Kuvien virtaa ja välitöntä valokuvallista viestintää: Mobiiliteknologia ja valokuvan uusi viestintäkulttuurinen konteksti [Flow of images and immediate photographic communication: Mobile technology and the new communicative context of photography].

Villi, M. (2011). Kuvien virtaa ja välitöntä valokuvallista viestintää: Mobiiliteknologia ja valokuvan uusi viestintäkulttuurinen konteksti [Flow of images and immediate photographic communication: Mobile technology and the new communicative context of photography]. . Lähikuva, (4).

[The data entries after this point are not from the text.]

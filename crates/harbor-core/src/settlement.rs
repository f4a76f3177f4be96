//! # Settlement Planning
//!
//! Decides whether a sale return turns into store credit for a customer.
//!
//! ```text
//! policy == CustomerCredit ? ──no──► None (journal posting only)
//!          │ yes
//!          ▼
//! sale present with customer_id ? ──no──► None
//!          │ yes
//!          ▼
//! Some(CustomerCredit { amount = total_refund, reason = sale_return,
//!                       source = the return, meta = { sale_id } })
//! ```

use serde::{Deserialize, Serialize};
use serde_json::json;
use std::fmt;
use ts_rs::TS;

use crate::accounting::SettlementPolicy;
use crate::money::Money;
use crate::types::{SaleReturn, SaleReturnRecord};
use crate::SALE_RETURN_SOURCE;

// =============================================================================
// Credit Types
// =============================================================================

/// Why a balance credit was issued.
#[derive(Debug, Clone, Copy, PartialEq, Eq, Serialize, Deserialize, TS)]
#[serde(rename_all = "snake_case")]
#[ts(export)]
pub enum CreditReason {
    SaleReturn,
}

impl CreditReason {
    pub const fn as_str(&self) -> &'static str {
        match self {
            CreditReason::SaleReturn => "sale_return",
        }
    }
}

impl fmt::Display for CreditReason {
    fn fmt(&self, f: &mut fmt::Formatter<'_>) -> fmt::Result {
        f.write_str(self.as_str())
    }
}

/// The record a credit is attributed to.
#[derive(Debug, Clone, PartialEq, Eq, Serialize, Deserialize, TS)]
#[ts(export)]
pub struct CreditSource {
    pub source_type: String,
    pub source_id: String,
}

impl CreditSource {
    pub fn sale_return(sale_return: &SaleReturn) -> Self {
        Self {
            source_type: SALE_RETURN_SOURCE.to_string(),
            source_id: sale_return.id.clone(),
        }
    }
}

/// A credit to add to a customer's balance.
#[derive(Debug, Clone, PartialEq, Serialize, Deserialize, TS)]
#[ts(export)]
pub struct CustomerCredit {
    pub customer_id: String,
    pub amount: Money,
    pub reason: CreditReason,
    pub source: CreditSource,
    /// Free-form audit data, stored as JSON.
    #[ts(type = "Record<string, unknown>")]
    pub meta: serde_json::Value,
}

// =============================================================================
// Planning
// =============================================================================

/// Returns the credit to issue for a return, or `None` when the return is
/// settled another way or there is nobody to credit.
///
/// The amount is exactly `total_refund`, including a zero refund.
pub fn plan_settlement(
    record: &SaleReturnRecord,
    policy: &SettlementPolicy,
) -> Option<CustomerCredit> {
    if !policy.issues_customer_credit() {
        return None;
    }

    let sale = record.sale.as_ref()?;
    let customer_id = sale.customer_id.as_deref()?;
    let sale_return = &record.sale_return;

    Some(CustomerCredit {
        customer_id: customer_id.to_string(),
        amount: sale_return.total_refund(),
        reason: CreditReason::SaleReturn,
        source: CreditSource::sale_return(sale_return),
        meta: json!({ "sale_id": sale.id }),
    })
}

// =============================================================================
// Unit Tests
// =============================================================================

#[cfg(test)]
mod tests {
    use super::*;
    use crate::types::Sale;
    use chrono::Utc;

    fn record(customer_id: Option<&str>, with_sale: bool, refund: i64) -> SaleReturnRecord {
        let now = Utc::now();
        SaleReturnRecord {
            sale_return: SaleReturn {
                id: "ret-1".to_string(),
                sale_id: with_sale.then(|| "sale-9".to_string()),
                store_id: "store-1".to_string(),
                total_refund_cents: refund,
                tax_refund_cents: 0,
                reason: None,
                created_at: now,
            },
            sale: with_sale.then(|| Sale {
                id: "sale-9".to_string(),
                store_id: "store-1".to_string(),
                customer_id: customer_id.map(str::to_string),
                receipt_number: "R-0009".to_string(),
                total_cents: 20000,
                created_at: now,
            }),
        }
    }

    #[test]
    fn test_customer_credit_for_exact_refund() {
        let credit = plan_settlement(
            &record(Some("42"), true, 15000),
            &SettlementPolicy::CustomerCredit,
        )
        .unwrap();

        assert_eq!(credit.customer_id, "42");
        assert_eq!(credit.amount, Money::from_cents(15000));
        assert_eq!(credit.reason, CreditReason::SaleReturn);
        assert_eq!(credit.source.source_type, "sale_return");
        assert_eq!(credit.source.source_id, "ret-1");
        assert_eq!(credit.meta, json!({ "sale_id": "sale-9" }));
    }

    #[test]
    fn test_no_credit_without_customer() {
        assert!(plan_settlement(&record(None, true, 15000), &SettlementPolicy::CustomerCredit).is_none());
    }

    #[test]
    fn test_no_credit_when_sale_missing() {
        assert!(plan_settlement(&record(None, false, 15000), &SettlementPolicy::CustomerCredit).is_none());
    }

    #[test]
    fn test_no_credit_for_other_policies() {
        let r = record(Some("42"), true, 15000);
        assert!(plan_settlement(&r, &SettlementPolicy::Cash).is_none());
        assert!(plan_settlement(&r, &SettlementPolicy::Unrecognized("voucher".into())).is_none());
    }

    #[test]
    fn test_zero_refund_still_credits_zero() {
        let credit =
            plan_settlement(&record(Some("42"), true, 0), &SettlementPolicy::CustomerCredit).unwrap();
        assert!(credit.amount.is_zero());
    }
}
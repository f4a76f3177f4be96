//! # harbor-core: Pure Business Logic for the Harbor Back Office
//!
//! This crate holds the rules that decide what a sale return means
//! financially and which store a back-office session is allowed to work in.
//! Everything here is a pure function over plain data.
//!
//! ## Architecture Position
//! ```text
//! ┌─────────────────────────────────────────────────────────────────────────┐
//! │                     Harbor Back Office Architecture                     │
//! │                                                                         │
//! │  ┌─────────────────────────────────────────────────────────────────┐   │
//! │  │                apps/backoffice (async orchestration)            │   │
//! │  │   SettlementWorker ──► ReturnSettlementService                  │   │
//! │  │   StoreSessionGuard ──► SessionStore / StoreDirectory           │   │
//! │  └─────────────────────────────┬───────────────────────────────────┘   │
//! │                                │                                        │
//! │  ┌─────────────────────────────▼───────────────────────────────────┐   │
//! │  │               ★ harbor-core (THIS CRATE) ★                      │   │
//! │  │                                                                 │   │
//! │  │   ┌───────────┐  ┌────────────┐  ┌────────────┐  ┌──────────┐  │   │
//! │  │   │   types   │  │ accounting │  │ settlement │  │ session  │  │   │
//! │  │   │ SaleReturn│  │ AccountMap │  │ plan_      │  │ FSM      │  │   │
//! │  │   │   Store   │  │ Journal    │  │ settlement │  │ Transition│ │   │
//! │  │   └───────────┘  └────────────┘  └────────────┘  └──────────┘  │   │
//! │  │                                                                 │   │
//! │  │   NO I/O • NO DATABASE • NO NETWORK • PURE FUNCTIONS           │   │
//! │  └─────────────────────────────────────────────────────────────────┘   │
//! │                                │                                        │
//! │  ┌─────────────────────────────▼───────────────────────────────────┐   │
//! │  │                    harbor-db (Database Layer)                   │   │
//! │  └─────────────────────────────────────────────────────────────────┘   │
//! └─────────────────────────────────────────────────────────────────────────┘
//! ```
//!
//! ## Modules
//!
//! - [`types`] - Domain records (Sale, SaleReturn, Store)
//! - [`money`] - Money type with integer arithmetic
//! - [`accounting`] - Account map, journal drafts, settlement policy
//! - [`settlement`] - Decides whether a return issues customer credit
//! - [`session`] - Active-store state machine for back-office sessions
//! - [`validation`] - Input validation
//! - [`error`] - Domain error types
//!
//! ## Example Usage
//!
//! ```rust
//! use harbor_core::accounting::{AccountMap, SettlementPolicy};
//! use harbor_core::settlement::plan_settlement;
//! use harbor_core::{Money, Sale, SaleReturn, SaleReturnRecord};
//! use chrono::Utc;
//!
//! let now = Utc::now();
//! let sale = Sale {
//!     id: "sale-1".into(),
//!     store_id: "store-1".into(),
//!     customer_id: Some("42".into()),
//!     receipt_number: "R-0001".into(),
//!     total_cents: 15000,
//!     created_at: now,
//! };
//! let sale_return = SaleReturn {
//!     id: "ret-1".into(),
//!     sale_id: Some(sale.id.clone()),
//!     store_id: "store-1".into(),
//!     total_refund_cents: 15000,
//!     tax_refund_cents: 0,
//!     reason: None,
//!     created_at: now,
//! };
//! let record = SaleReturnRecord { sale_return, sale: Some(sale) };
//!
//! let credit = plan_settlement(&record, &SettlementPolicy::CustomerCredit).unwrap();
//! assert_eq!(credit.customer_id, "42");
//! assert_eq!(credit.amount, Money::from_cents(15000));
//! ```

// =============================================================================
// Module Declarations
// =============================================================================

pub mod accounting;
pub mod error;
pub mod money;
pub mod session;
pub mod settlement;
pub mod types;
pub mod validation;

// =============================================================================
// Re-exports for Convenience
// =============================================================================

pub use error::{CoreError, CoreResult, ValidationError};
pub use money::Money;
pub use types::*;

// =============================================================================
// Crate-Level Constants
// =============================================================================

/// Source type recorded on journal entries and balance credits that
/// originate from a sale return.
pub const SALE_RETURN_SOURCE: &str = "sale_return";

Abstract: The focus in the article is on mobile technology and camera phones, and the influence of the conventions of mobile phone communication on personal photography and photographic communication. Importantly, the practices of camera phone communication cannot be explained only by the conventional modes of photography, but rather by practices familiar from mobile communication. Mobile communication is tied to the cultural form of the telephone, which is manifested in interpersonal, direct and real-time interaction between people. The camera phone differs noticeably from the stand-alone camera, which as a communication device has not been able to provide a real-time photographic link between individuals. The screen of a mobile phone differs from the screen of a stand-alone digital camera in that it is a telecommunicative screen, it can show photographs of distant, yet contemporaneous occurrences. According to studies on camera phone use, mobile photographic communication is characterized precisely by immediacy; a photograph is sent forward from the camera phone quite immediately after the capture of the photograph. In order to further contribute to the research on photography, the author focuses expressly on personal photography as a communicative practice, and presents results from an empirical case study with Finnish camera phone users. There exists an extensive discussion of professional photographic practices but relatively few accounts of personal photography, such as family photography. This has led to leaving the uses of photography as a part of people’s everyday life and personal communication to a great extent out of consideration in the main corpus of studies on photography. However, after all, the great majority of photographs are taken and shared by ordinary people. In the article, mediated presence and the ritual and transmission view of communication are utilized as an overarching framework. The main argument is as follows: when photography becomes an organic and elementary part of telephone communication and the telecommunicative culture, the conventions of photographic communication turn partly toward the ephemeral, ritual and interpersonal. Many personal photographs act and exist only in the flow of images, where their main function is to mediate presence and create a momentary connection between individuals separated by distance.